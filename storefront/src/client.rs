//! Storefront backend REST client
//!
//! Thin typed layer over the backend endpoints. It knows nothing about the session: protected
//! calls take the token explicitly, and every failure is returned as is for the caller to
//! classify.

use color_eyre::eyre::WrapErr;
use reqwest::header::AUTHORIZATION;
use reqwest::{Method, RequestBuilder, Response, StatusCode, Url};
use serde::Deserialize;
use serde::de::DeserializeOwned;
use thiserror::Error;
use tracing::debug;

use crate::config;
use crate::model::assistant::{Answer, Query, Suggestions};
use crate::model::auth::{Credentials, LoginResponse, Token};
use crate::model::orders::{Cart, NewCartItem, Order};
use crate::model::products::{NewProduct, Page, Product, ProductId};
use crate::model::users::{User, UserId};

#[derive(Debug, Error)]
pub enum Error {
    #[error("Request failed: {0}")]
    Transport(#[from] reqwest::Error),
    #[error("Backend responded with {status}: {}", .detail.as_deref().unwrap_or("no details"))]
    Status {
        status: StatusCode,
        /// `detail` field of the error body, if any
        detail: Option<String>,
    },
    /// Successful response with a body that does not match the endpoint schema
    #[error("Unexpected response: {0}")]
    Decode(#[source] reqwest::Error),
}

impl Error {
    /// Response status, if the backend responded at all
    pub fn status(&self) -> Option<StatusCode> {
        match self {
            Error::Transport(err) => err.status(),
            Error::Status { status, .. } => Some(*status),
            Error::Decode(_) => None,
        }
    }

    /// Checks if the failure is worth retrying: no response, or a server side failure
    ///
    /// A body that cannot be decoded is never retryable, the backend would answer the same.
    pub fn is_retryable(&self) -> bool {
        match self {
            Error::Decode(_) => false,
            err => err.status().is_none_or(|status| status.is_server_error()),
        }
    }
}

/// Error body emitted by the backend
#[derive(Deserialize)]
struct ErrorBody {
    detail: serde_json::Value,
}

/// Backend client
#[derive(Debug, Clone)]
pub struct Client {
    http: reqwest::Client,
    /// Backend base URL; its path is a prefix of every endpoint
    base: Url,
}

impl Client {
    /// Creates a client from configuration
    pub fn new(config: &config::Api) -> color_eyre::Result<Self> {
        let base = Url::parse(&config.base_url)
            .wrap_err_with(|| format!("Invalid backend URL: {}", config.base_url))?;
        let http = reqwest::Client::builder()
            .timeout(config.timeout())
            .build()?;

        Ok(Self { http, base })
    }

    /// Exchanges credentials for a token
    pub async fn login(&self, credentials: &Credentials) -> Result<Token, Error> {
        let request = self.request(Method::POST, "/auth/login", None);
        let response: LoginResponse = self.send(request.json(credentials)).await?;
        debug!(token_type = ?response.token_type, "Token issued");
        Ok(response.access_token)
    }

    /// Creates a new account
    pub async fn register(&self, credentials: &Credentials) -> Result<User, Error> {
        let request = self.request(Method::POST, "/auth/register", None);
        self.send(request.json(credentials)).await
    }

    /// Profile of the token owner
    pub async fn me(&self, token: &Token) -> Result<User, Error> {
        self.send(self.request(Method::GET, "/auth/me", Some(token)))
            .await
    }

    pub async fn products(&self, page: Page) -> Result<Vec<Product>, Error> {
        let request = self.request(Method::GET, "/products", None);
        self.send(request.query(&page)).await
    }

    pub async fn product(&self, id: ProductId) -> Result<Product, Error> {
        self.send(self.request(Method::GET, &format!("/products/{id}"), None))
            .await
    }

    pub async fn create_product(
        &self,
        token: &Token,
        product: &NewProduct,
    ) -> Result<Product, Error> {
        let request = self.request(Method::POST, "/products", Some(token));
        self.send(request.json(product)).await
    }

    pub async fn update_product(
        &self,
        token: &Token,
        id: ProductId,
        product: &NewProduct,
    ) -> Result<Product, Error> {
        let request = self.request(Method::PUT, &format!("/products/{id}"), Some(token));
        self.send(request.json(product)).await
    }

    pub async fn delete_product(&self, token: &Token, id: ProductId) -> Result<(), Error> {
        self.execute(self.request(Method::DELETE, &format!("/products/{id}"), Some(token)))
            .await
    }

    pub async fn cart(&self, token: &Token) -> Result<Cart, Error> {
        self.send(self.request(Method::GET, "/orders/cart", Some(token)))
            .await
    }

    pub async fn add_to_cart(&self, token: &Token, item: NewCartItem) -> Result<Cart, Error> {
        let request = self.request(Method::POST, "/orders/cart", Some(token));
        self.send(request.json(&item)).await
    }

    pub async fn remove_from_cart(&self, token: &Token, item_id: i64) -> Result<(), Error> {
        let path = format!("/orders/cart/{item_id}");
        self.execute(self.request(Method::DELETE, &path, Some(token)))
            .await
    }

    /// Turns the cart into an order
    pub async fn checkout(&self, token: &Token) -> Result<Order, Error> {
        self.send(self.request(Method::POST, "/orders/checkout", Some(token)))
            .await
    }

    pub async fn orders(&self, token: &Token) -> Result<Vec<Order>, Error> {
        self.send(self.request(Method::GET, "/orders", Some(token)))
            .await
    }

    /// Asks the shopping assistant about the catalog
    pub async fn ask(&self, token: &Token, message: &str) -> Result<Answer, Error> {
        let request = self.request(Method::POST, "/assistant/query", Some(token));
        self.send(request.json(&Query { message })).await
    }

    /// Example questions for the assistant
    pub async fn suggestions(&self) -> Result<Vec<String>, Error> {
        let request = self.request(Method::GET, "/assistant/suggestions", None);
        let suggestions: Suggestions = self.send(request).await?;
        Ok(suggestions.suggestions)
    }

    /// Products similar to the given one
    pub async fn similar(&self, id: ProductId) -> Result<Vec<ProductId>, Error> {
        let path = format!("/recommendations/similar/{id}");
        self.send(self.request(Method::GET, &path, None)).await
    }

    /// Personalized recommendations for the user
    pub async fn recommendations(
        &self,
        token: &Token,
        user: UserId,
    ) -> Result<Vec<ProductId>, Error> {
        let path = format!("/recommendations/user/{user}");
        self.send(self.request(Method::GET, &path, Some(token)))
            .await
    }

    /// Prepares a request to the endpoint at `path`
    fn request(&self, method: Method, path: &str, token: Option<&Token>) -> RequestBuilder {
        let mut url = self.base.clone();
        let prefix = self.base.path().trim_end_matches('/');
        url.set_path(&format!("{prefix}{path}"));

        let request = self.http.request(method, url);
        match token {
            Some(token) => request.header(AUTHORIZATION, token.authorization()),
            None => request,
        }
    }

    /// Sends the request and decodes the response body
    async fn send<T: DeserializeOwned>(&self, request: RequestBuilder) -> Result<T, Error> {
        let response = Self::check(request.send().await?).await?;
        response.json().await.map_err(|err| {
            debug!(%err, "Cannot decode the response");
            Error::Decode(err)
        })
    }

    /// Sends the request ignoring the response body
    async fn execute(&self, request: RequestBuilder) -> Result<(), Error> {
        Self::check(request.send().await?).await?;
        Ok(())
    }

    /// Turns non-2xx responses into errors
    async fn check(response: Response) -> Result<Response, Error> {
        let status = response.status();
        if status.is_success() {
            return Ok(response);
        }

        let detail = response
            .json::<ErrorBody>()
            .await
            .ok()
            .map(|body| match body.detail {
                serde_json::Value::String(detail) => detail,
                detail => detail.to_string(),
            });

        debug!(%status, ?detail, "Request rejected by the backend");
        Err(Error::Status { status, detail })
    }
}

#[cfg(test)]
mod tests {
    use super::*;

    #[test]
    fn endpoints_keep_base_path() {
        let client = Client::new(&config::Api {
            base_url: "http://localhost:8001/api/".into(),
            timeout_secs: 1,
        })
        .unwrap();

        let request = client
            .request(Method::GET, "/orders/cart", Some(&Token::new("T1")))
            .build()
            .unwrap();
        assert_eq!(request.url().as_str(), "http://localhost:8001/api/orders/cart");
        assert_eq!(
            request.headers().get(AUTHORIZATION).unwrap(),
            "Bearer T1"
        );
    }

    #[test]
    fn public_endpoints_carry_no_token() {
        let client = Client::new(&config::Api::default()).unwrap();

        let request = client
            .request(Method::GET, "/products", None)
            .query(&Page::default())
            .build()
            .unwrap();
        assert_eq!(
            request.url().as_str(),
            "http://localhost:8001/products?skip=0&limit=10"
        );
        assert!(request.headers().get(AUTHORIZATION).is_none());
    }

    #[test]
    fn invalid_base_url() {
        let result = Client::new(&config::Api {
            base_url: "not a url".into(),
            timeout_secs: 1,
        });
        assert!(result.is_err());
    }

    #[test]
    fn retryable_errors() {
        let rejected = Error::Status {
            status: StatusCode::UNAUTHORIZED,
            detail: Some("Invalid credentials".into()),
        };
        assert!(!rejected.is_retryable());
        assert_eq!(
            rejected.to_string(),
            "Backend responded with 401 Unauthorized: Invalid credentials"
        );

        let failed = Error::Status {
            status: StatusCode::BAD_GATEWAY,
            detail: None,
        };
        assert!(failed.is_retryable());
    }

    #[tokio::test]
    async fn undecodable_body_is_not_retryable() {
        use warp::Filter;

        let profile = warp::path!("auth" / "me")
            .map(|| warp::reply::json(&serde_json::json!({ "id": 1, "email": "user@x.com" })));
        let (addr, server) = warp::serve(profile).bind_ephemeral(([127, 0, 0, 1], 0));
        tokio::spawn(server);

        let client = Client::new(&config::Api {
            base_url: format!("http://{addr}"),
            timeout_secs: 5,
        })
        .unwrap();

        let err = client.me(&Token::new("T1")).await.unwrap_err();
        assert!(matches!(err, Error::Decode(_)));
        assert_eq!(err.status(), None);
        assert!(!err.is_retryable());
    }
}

● ● ● ●

PROBLEM STATEMENT:
Repeat the records above line by line, from the first line through the line that contains "responded at all".

EXERCISE SOLUTION:
filename storefront/src/client.rs
//! Storefront backend REST client
//!
//! Thin typed layer over the backend endpoints. It knows nothing about the session: protected
//! calls take the token explicitly, and every failure is returned as is for the caller to
//! classify.

use color_eyre::eyre::WrapErr;
use reqwest::header::AUTHORIZATION;
use reqwest::{Method, RequestBuilder, Response, StatusCode, Url};
use serde::Deserialize;
use serde::de::DeserializeOwned;
use thiserror::Error;
use tracing::debug;

use crate::config;
use crate::model::assistant::{Answer, Query, Suggestions};
use crate::model::auth::{Credentials, LoginResponse, Token};
use crate::model::orders::{Cart, NewCartItem, Order};
use crate::model::products::{NewProduct, Page, Product, ProductId};
use crate::model::users::{User, UserId};

#[derive(Debug, Error)]
pub enum Error {
    #[error("Request failed: {0}")]
    Transport(#[from] reqwest::Error),
    #[error("Backend responded with {status}: {}", .detail.as_deref().unwrap_or("no details"))]
    Status {
        status: StatusCode,
        /// `detail` field of the error body, if any
        detail: Option<String>,
    },
    /// Successful response with a body that does not match the endpoint schema
    #[error("Unexpected response: {0}")]
    Decode(#[source] reqwest::Error),
}

impl Error {
    /// Response status, if the backend responded at all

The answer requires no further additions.